_WHAT THE TASK ASKS:_
Work through the listing below, copying each line that carries the word "Component".

_EXTRACTED ENTRIES:_

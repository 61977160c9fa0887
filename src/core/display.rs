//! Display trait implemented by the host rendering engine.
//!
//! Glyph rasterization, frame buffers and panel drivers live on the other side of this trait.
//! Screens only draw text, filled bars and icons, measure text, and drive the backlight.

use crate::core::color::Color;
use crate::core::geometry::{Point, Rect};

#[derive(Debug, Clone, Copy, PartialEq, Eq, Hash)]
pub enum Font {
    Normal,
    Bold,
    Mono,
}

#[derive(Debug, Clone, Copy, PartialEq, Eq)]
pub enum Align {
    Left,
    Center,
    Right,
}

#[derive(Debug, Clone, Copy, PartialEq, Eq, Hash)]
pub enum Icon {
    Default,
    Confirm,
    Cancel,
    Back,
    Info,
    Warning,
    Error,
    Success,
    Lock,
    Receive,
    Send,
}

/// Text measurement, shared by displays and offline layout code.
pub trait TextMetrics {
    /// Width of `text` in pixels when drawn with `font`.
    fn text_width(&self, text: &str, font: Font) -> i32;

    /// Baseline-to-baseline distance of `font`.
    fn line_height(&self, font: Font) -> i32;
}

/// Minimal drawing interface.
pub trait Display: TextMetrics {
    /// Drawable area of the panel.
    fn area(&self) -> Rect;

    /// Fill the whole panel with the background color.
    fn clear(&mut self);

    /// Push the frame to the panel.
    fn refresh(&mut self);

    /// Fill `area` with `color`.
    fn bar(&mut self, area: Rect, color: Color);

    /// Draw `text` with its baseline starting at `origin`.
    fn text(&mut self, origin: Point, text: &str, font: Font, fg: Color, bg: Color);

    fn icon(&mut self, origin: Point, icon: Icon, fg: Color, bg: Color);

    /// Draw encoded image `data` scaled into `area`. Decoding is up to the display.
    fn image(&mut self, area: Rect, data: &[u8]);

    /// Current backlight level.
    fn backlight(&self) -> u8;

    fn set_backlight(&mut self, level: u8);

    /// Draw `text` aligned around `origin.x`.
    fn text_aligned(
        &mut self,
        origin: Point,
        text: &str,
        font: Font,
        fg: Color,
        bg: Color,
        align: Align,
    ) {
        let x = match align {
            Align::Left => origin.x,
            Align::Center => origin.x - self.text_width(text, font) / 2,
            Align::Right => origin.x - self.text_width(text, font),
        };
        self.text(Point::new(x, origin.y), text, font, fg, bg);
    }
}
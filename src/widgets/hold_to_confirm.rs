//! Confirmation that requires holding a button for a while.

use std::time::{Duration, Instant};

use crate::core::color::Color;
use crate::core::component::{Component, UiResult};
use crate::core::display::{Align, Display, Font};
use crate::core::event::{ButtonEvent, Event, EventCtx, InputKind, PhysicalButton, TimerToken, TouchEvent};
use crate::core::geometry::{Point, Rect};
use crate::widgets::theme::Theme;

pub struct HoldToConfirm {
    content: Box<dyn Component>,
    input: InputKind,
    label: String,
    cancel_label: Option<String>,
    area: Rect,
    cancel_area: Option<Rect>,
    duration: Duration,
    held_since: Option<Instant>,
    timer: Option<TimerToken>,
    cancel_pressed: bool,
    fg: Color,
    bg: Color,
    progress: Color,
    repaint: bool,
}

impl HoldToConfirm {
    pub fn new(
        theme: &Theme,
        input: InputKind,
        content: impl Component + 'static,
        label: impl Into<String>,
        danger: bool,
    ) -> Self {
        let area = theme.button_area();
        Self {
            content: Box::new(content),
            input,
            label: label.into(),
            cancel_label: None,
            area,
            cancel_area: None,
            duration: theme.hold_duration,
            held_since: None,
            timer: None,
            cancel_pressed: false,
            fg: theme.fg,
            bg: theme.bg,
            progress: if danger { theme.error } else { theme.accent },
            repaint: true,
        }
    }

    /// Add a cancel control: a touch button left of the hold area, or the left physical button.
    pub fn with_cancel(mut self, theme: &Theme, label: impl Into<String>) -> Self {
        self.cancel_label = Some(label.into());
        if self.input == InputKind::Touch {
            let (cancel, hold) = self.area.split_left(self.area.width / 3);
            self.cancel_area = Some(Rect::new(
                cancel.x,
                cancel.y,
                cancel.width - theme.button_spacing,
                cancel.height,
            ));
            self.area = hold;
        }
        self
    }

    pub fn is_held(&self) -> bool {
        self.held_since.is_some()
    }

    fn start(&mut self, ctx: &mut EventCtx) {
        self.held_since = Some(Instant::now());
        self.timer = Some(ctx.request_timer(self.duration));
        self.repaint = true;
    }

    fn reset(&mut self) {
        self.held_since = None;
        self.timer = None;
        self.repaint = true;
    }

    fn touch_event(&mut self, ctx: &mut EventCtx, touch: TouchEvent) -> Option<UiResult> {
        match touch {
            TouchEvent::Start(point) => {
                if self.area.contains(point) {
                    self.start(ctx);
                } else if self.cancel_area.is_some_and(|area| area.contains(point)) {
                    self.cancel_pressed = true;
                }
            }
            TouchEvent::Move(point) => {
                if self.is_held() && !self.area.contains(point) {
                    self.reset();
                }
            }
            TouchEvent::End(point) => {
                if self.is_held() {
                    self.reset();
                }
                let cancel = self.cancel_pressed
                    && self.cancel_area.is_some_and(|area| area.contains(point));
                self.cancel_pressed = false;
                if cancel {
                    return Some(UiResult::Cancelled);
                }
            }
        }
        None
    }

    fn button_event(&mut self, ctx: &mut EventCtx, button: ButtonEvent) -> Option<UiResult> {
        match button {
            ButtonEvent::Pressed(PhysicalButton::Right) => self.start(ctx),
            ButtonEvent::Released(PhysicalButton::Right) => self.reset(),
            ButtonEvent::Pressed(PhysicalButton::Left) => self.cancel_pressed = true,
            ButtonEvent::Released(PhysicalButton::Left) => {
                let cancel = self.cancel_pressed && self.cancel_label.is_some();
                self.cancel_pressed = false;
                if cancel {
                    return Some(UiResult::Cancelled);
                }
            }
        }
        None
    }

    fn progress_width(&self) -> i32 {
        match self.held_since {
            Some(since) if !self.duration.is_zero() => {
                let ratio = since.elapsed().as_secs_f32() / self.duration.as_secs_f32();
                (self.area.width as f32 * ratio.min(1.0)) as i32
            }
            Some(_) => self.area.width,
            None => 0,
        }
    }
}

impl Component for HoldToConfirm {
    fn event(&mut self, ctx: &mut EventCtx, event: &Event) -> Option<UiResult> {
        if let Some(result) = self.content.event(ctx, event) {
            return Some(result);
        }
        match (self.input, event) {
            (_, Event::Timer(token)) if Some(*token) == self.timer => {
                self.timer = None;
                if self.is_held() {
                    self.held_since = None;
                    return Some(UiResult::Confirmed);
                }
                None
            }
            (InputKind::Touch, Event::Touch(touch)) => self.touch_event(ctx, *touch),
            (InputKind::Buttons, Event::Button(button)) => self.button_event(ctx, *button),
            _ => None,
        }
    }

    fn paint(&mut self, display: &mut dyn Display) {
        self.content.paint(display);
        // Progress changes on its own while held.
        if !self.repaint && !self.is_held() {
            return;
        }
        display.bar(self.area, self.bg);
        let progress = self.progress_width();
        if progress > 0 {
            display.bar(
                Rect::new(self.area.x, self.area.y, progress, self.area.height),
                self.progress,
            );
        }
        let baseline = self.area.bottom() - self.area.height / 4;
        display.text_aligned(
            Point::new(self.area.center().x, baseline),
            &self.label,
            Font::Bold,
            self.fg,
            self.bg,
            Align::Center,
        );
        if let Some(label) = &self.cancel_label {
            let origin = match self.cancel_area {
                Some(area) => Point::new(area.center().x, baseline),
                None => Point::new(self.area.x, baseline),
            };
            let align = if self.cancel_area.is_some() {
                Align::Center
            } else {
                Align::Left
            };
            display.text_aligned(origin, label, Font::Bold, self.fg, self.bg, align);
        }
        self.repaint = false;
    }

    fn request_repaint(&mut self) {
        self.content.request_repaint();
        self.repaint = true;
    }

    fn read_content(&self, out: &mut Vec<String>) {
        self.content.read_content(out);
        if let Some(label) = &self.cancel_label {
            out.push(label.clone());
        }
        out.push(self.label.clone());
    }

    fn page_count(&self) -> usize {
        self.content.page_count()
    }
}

_RESPONSE TO THIS TASK:_
use crate::core::component::{Component, UiResult};
    content: Box<dyn Component>,
        content: impl Component + 'static,
impl Component for HoldToConfirm {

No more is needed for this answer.